- **What to work on**
Where in the records does the word "match" appear? Copy each line that holds it.
Records shown below:
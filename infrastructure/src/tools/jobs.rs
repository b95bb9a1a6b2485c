//! Handlers for the job-board tools.
//!
//! Each handler reads only the job store port and resolves to a
//! `ToolResult` — store failures and missing records are failure results,
//! never errors that escape to the orchestrator. Payloads are compact
//! summaries: enough for the model to answer from, not full records.

use jobchat_application::JobStorePort;
use jobchat_domain::{Job, JobFilters, JobLevel, ToolCall, ToolError, ToolResult};
use serde_json::{Value, json};

/// `search_jobs {location?, level?, search?, limit?}` → `{count, items}`
pub async fn execute_search_jobs(store: &dyn JobStorePort, call: &ToolCall) -> ToolResult {
    let mut filters = JobFilters::new();

    if let Some(location) = call.get_string("location") {
        filters.location = Some(location.to_string());
    }
    if let Some(level) = call.get_string("level") {
        match JobLevel::parse(level) {
            Some(level) => filters.level = Some(level),
            None => {
                return ToolResult::failure(
                    &call.call_id,
                    &call.tool_name,
                    ToolError::invalid_argument(format!(
                        "Invalid value for field 'level': '{}' (expected junior, middle, senior, or lead)",
                        level
                    )),
                );
            }
        }
    }
    if let Some(search) = call.get_string("search") {
        filters.search = Some(search.to_string());
    }
    if let Some(limit) = call.get_i64("limit") {
        filters.limit = limit.max(0) as usize;
    }

    match store.search_jobs(&filters).await {
        Ok(page) => {
            let items: Vec<Value> = page.items.iter().map(job_summary).collect();
            ToolResult::success(
                &call.call_id,
                &call.tool_name,
                json!({ "count": page.total, "items": items }),
            )
        }
        Err(e) => ToolResult::failure(
            &call.call_id,
            &call.tool_name,
            ToolError::execution_failed(e.to_string()),
        ),
    }
}

/// `get_job {job_id}` → the job record, or a `Job not found` failure
pub async fn execute_get_job(store: &dyn JobStorePort, call: &ToolCall) -> ToolResult {
    // `job_id` presence and type are guaranteed by schema validation
    let job_id = call.get_i64("job_id").unwrap_or_default();

    match store.get_job(job_id).await {
        Ok(Some(job)) => ToolResult::success(&call.call_id, &call.tool_name, job_detail(&job)),
        Ok(None) => ToolResult::failure(
            &call.call_id,
            &call.tool_name,
            ToolError::not_found(format!("Job not found: {}", job_id)),
        ),
        Err(e) => ToolResult::failure(
            &call.call_id,
            &call.tool_name,
            ToolError::execution_failed(e.to_string()),
        ),
    }
}

/// `list_companies {}` → `{count, items}`
pub async fn execute_list_companies(store: &dyn JobStorePort, call: &ToolCall) -> ToolResult {
    match store.list_companies().await {
        Ok(companies) => {
            let items: Vec<Value> = companies
                .iter()
                .map(|c| {
                    json!({
                        "id": c.id,
                        "name": c.name,
                        "location": c.location,
                        "description": c.description,
                    })
                })
                .collect();
            ToolResult::success(
                &call.call_id,
                &call.tool_name,
                json!({ "count": items.len(), "items": items }),
            )
        }
        Err(e) => ToolResult::failure(
            &call.call_id,
            &call.tool_name,
            ToolError::execution_failed(e.to_string()),
        ),
    }
}

fn job_summary(job: &Job) -> Value {
    json!({
        "id": job.id,
        "title": job.title,
        "company": job.company.name,
        "location": job.location,
        "level": job.level.as_str(),
        "salary": job.salary,
    })
}

fn job_detail(job: &Job) -> Value {
    json!({
        "id": job.id,
        "title": job.title,
        "description": job.description,
        "location": job.location,
        "level": job.level.as_str(),
        "salary": job.salary,
        "posted_at": job.created_at.to_rfc3339(),
        "company": {
            "id": job.company.id,
            "name": job.company.name,
            "location": job.company.location,
        },
    })
}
End of Records shown.
- **Output**
        match JobLevel::parse(level) {
    match store.search_jobs(&filters).await {
    match store.get_job(job_id).await {
    match store.list_companies().await {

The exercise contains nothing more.